Nightmare City (: released in the United States as City of the Walking Dead) is a 1980 science-fiction horror film directed by Umberto Lenzi. The film stars Hugo Stiglitz as a television news reporter who witnesses the collapse of order in a city overrun by irradiated blood-drinking ghouls. Victims of the ghouls rise from the dead to join the host, adding to the chaos.

Plot
American television reporter Dean Miller waits at a small European airport to interview a scientist about a recent nuclear accident, when an unmarked Lockheed C-130 Hercules military plane makes an emergency landing. The plane doors open and dozens of armed, deformed men burst out and attack the military personnel on the runway; they are impervious to most injuries and bullet wounds and are relentless in their assault, stopping only to consume the blood of their victims. Miller flees the airport for the TV station where he works and tries to alert the public, but General Murchison of Civil Defense will not allow it, shutting down the news station and quarantining the news crew to prevent him from doing so. Miller then tries to find his wife Anna, a doctor at the local hospital, as the crazed assailants overrun the city, their ranks swollen by their former victims.

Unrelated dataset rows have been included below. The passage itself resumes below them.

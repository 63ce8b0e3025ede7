//! Utilities to work with key trees: JSON documents as trees, flat listings and
//! Graphviz renderings.
pub mod dump;
pub mod error;
pub mod json;

pub use error::{Error, Result};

Several zombies attack the TV station, forcing Miller to flee to the hospital. That evening, a group of fiends attack the city's power station, destroying it and plunging the city into darkness. Miller arrives at the hospital as it is being attacked and manages to rescue Anna. They then flee in a stolen ambulance.

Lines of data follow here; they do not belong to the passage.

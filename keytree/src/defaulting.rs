use crate::{
    error::Result,
    map::{KeyTreeMap, Slot},
    nested::Nested,
    path::Path,
    storage::{Ordered, Storage},
};
use derive_more::{Deref, DerefMut};
use std::fmt;

/// A [`KeyTreeMap`] that produces a default leaf for paths that are accessed but absent.
///
/// Defaults are only produced by [`get_or_insert_default`](Self::get_or_insert_default).
/// Everything else is the wrapped map, reachable through `Deref`, so a plain
/// `get` of an absent path still fails with [`Error::MissingKey`](crate::Error::MissingKey)
/// and creates nothing.
#[derive(Deref, DerefMut)]
pub struct DefaultKeyTreeMap<K, V, F, S: Storage<K> = Ordered> {
    #[deref]
    #[deref_mut]
    map: KeyTreeMap<K, V, S>,
    default_factory: F,
}

impl<K, V, F: Fn() -> V, S: Storage<K>> DefaultKeyTreeMap<K, V, F, S> {
    pub fn new(default_factory: F) -> Self {
        Self {
            map: KeyTreeMap::new(),
            default_factory,
        }
    }

    pub fn from_entries(
        default_factory: F,
        entries: impl IntoIterator<Item = (K, Nested<K, V>)>,
    ) -> Self {
        Self {
            map: KeyTreeMap::from_entries(entries),
            default_factory,
        }
    }

    pub fn default_factory(&self) -> &F {
        &self.default_factory
    }

    pub fn into_inner(self) -> KeyTreeMap<K, V, S> {
        self.map
    }
}

impl<K: Clone, V, F: Fn() -> V, S: Storage<K>> DefaultKeyTreeMap<K, V, F, S> {
    /// The slot at `path`. If absent, a leaf made by the default factory is
    /// stored there first, creating intermediate nodes as a write would.
    pub fn get_or_insert_default(&mut self, path: impl Into<Path<K>>) -> Result<&mut Slot<K, V, S>> {
        let path: Path<K> = path.into();
        if !self.map.contains(&path) {
            let value = (self.default_factory)();
            self.map.insert(&path, value)?;
        }
        self.map.get_mut(path)
    }
}

impl<K: Clone, V: Clone, F: Clone, S: Storage<K>> Clone for DefaultKeyTreeMap<K, V, F, S> {
    fn clone(&self) -> Self {
        Self {
            map: self.map.clone(),
            default_factory: self.default_factory.clone(),
        }
    }
}

impl<K: Clone + fmt::Debug, V: fmt::Debug, F, S: Storage<K>> fmt::Debug
    for DefaultKeyTreeMap<K, V, F, S>
{
    fn fmt(&self, f: &mut fmt::Formatter<'_>) -> fmt::Result {
        fmt::Debug::fmt(&self.map, f)
    }
}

Meanwhile, General Murchison meets with military officers and scientists at a hidden bunker where they find the attackers are contaminated humans who have been mutated by radiation. They speculate that the scientist investigating the leak at the state nuclear power plant was apparently infected with radiation and, in turn, infected others aboard the military transport plane, leading to the outbreak. The infected humans are incredibly strong, very fast and have lightning reflexes. However, they are unable to regenerate red blood cells, leading to their appetite for blood, because their lack of drinking blood would result in dehydration, causing their ultimate death by starvation. The only way to kill the infected is by destroying their brain.

Murchison's daughter Jessica and her husband, Bob, are on a holiday getaway in the country, oblivious to the carnage overtaking the city. Murchison sends a pair of officers to locate Jessica and Bob and take them to safety. When they arrive at the couple's campsite, however, they have already been infected and kill Jessica and Bob.

Major Warren Holmes, Murchison's official aide, telephones his wife Sheila, staying at their country house, where he tells her about the crisis and warning her not to leave the house. Sheila is then visited by Cindy, who is oblivious to what is going on. Two infected men break into the house and kill Cindy. Sheila then manages to kill them before they can fully attack her.

The next day, Miller and Anna get out of the city and have to stop at a filling station. There they are attacked by a small group of infected. Miller makes a Molotov cocktail and blows up the zombies, along with the ambulance. The couple continue on foot, trying to evade the zombies who are now roaming the countryside. They take shelter in a local church, only to find an infected priest, who Miller is forced to kill.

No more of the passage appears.